Here’s a fun horror comedy short for you to watch titled Tooth! In the film, “Fed up with decades of suffering through the forced perfection of modern beauty standards, a tooth takes matters into its own hands.”

The film was directed by Jillian Corsie and it was shared in collaboration with FilmQuest Film Festival. We’ve included an interview with Corsie below discussing the project and the inspiration behind it.

Without spoilers, tell us what your film is about, its characters, and its themes. Is it a proof of concept, or a standalone story? 

TOOTH is a short film about a vengeful tooth driven to rebellion by unrealistic beauty standards and years of mistreatment. Fed up with the relentless pressure to conform to societal ideals, it takes matters into its own hands, launching a full-scale attack.

The film sheds light on the detrimental effects of unrealistic beauty standards on individuals’ self-perception and self-worth. While TOOTH is ultimately a comedy, it serves as a poignant commentary on the pervasive influence of societal expectations on body image and personal identity.

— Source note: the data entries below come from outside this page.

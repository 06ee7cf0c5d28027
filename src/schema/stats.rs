use serde::{Deserialize, Serialize};

/// The six character attributes a choice can move.
#[derive(Debug, Clone, Copy, PartialEq, Eq, Hash, Serialize, Deserialize)]
pub enum Stat {
    Health,
    Intelligence,
    Charisma,
    Happiness,
    Fitness,
    Creativity,
}

impl Stat {
    pub const ALL: [Stat; 6] = [
        Stat::Health,
        Stat::Intelligence,
        Stat::Charisma,
        Stat::Happiness,
        Stat::Fitness,
        Stat::Creativity,
    ];

    /// The capitalised key used for this stat inside a stats JSON object.
    pub fn key(&self) -> &'static str {
        match self {
            Self::Health => "Health",
            Self::Intelligence => "Intelligence",
            Self::Charisma => "Charisma",
            Self::Happiness => "Happiness",
            Self::Fitness => "Fitness",
            Self::Creativity => "Creativity",
        }
    }

    /// Looks a stat up by its exact JSON key.
    pub fn from_key(key: &str) -> Option<Stat> {
        Self::ALL.into_iter().find(|stat| stat.key() == key)
    }
}

/// The lowest value a delta field may take (significant decrease).
pub const DELTA_MIN: u8 = 1;
/// The neutral delta value (no change).
pub const DELTA_NEUTRAL: u8 = 3;
/// The highest value a delta field may take (significant increase).
pub const DELTA_MAX: u8 = 5;

/// The effect of one choice on each stat, on a 1..=5 scale where 3 is neutral.
///
/// Deserializing checks every field is in 1..=5, the same as
/// [`decode_stat_delta`](crate::core::stat_delta::decode_stat_delta) does for
/// model output.
#[derive(Debug, Clone, Copy, PartialEq, Eq, Serialize, Deserialize)]
#[serde(rename_all = "camelCase", try_from = "RawStatDelta")]
pub struct StatDelta {
    pub health: u8,
    pub intelligence: u8,
    pub charisma: u8,
    pub happiness: u8,
    pub fitness: u8,
    pub creativity: u8,
}

/// Unchecked wire form of a [`StatDelta`].
#[derive(Deserialize)]
#[serde(rename_all = "camelCase")]
struct RawStatDelta {
    health: u8,
    intelligence: u8,
    charisma: u8,
    happiness: u8,
    fitness: u8,
    creativity: u8,
}

impl TryFrom<RawStatDelta> for StatDelta {
    type Error = String;

    fn try_from(raw: RawStatDelta) -> Result<Self, Self::Error> {
        let delta = StatDelta {
            health: raw.health,
            intelligence: raw.intelligence,
            charisma: raw.charisma,
            happiness: raw.happiness,
            fitness: raw.fitness,
            creativity: raw.creativity,
        };
        match Stat::ALL.into_iter().find(|&stat| !delta.in_range(stat)) {
            Some(stat) => Err(format!(
                "{} must be between {} and {}, got {}",
                stat.key(),
                DELTA_MIN,
                DELTA_MAX,
                delta.get(stat)
            )),
            None => Ok(delta),
        }
    }
}

impl StatDelta {
    pub fn get(&self, stat: Stat) -> u8 {
        match stat {
            Stat::Health => self.health,
            Stat::Intelligence => self.intelligence,
            Stat::Charisma => self.charisma,
            Stat::Happiness => self.happiness,
            Stat::Fitness => self.fitness,
            Stat::Creativity => self.creativity,
        }
    }

    fn in_range(&self, stat: Stat) -> bool {
        (DELTA_MIN..=DELTA_MAX).contains(&self.get(stat))
    }

    /// Signed effect for a stat: 1 → -2, 3 → 0, 5 → +2.
    pub fn effect(&self, stat: Stat) -> i16 {
        self.get(stat) as i16 - DELTA_NEUTRAL as i16
    }
}

#[cfg(test)]
impl StatDelta {
    /// Every field at the neutral value.
    pub(crate) fn neutral() -> Self {
        Self {
            health: DELTA_NEUTRAL,
            intelligence: DELTA_NEUTRAL,
            charisma: DELTA_NEUTRAL,
            happiness: DELTA_NEUTRAL,
            fitness: DELTA_NEUTRAL,
            creativity: DELTA_NEUTRAL,
        }
    }
}

/// A character's current attributes, each on a 0..=100 scale.
#[derive(Debug, Clone, Copy, PartialEq, Eq, Serialize, Deserialize)]
#[serde(rename_all = "camelCase")]
pub struct CharacterStats {
    pub health: u8,
    pub intelligence: u8,
    pub charisma: u8,
    pub happiness: u8,
    pub fitness: u8,
    pub creativity: u8,
}

impl Default for CharacterStats {
    fn default() -> Self {
        Self {
            health: 50,
            intelligence: 50,
            charisma: 50,
            happiness: 50,
            fitness: 50,
            creativity: 50,
        }
    }
}

impl CharacterStats {
    pub const MAX: u8 = 100;

    pub fn get(&self, stat: Stat) -> u8 {
        match stat {
            Stat::Health => self.health,
            Stat::Intelligence => self.intelligence,
            Stat::Charisma => self.charisma,
            Stat::Happiness => self.happiness,
            Stat::Fitness => self.fitness,
            Stat::Creativity => self.creativity,
        }
    }

    fn slot(&mut self, stat: Stat) -> &mut u8 {
        match stat {
            Stat::Health => &mut self.health,
            Stat::Intelligence => &mut self.intelligence,
            Stat::Charisma => &mut self.charisma,
            Stat::Happiness => &mut self.happiness,
            Stat::Fitness => &mut self.fitness,
            Stat::Creativity => &mut self.creativity,
        }
    }

    /// Returns new stats with `delta` applied, each step of effect worth
    /// `points_per_step` points. Results saturate at 0 and 100.
    pub fn apply(&self, delta: &StatDelta, points_per_step: u8) -> CharacterStats {
        let mut next = *self;
        for stat in Stat::ALL {
            let change = delta.effect(stat) * points_per_step as i16;
            let value = (self.get(stat) as i16 + change).clamp(0, Self::MAX as i16);
            *next.slot(stat) = value as u8;
        }
        next
    }
}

What was the inspiration for your film? How did you come up with the idea?

In the summer of 2020 my parents decided to move out of my childhood home after 34 years, causing my mother to offload what felt like all of her belongings onto me…..including all of my baby teeth. That’s right, my teeth. She had kept every tooth that had ever fallen out of (or been pulled from) my head.

Of course, I didn’t know what to do with said teeth. They used to be a part of me after all, but I couldn’t display them on my mantle. So I put them in my medicine cabinet where they sat for a year. Every night I’d brush my teeth, and stare at that jar of teeth (so meta).

Now, I’m someone who regularly has the classic “teeth falling out” nightmares. So one night, I’m looking at my teeth thinking….what would happen if I were brushing my teeth….and they all fell out? I posed this question to a writer friend of mine. Her response: “Well, they’d come to life and kill you, of course.” Of course.

Tell us about yourself. What is your background? How long have you been a filmmaker?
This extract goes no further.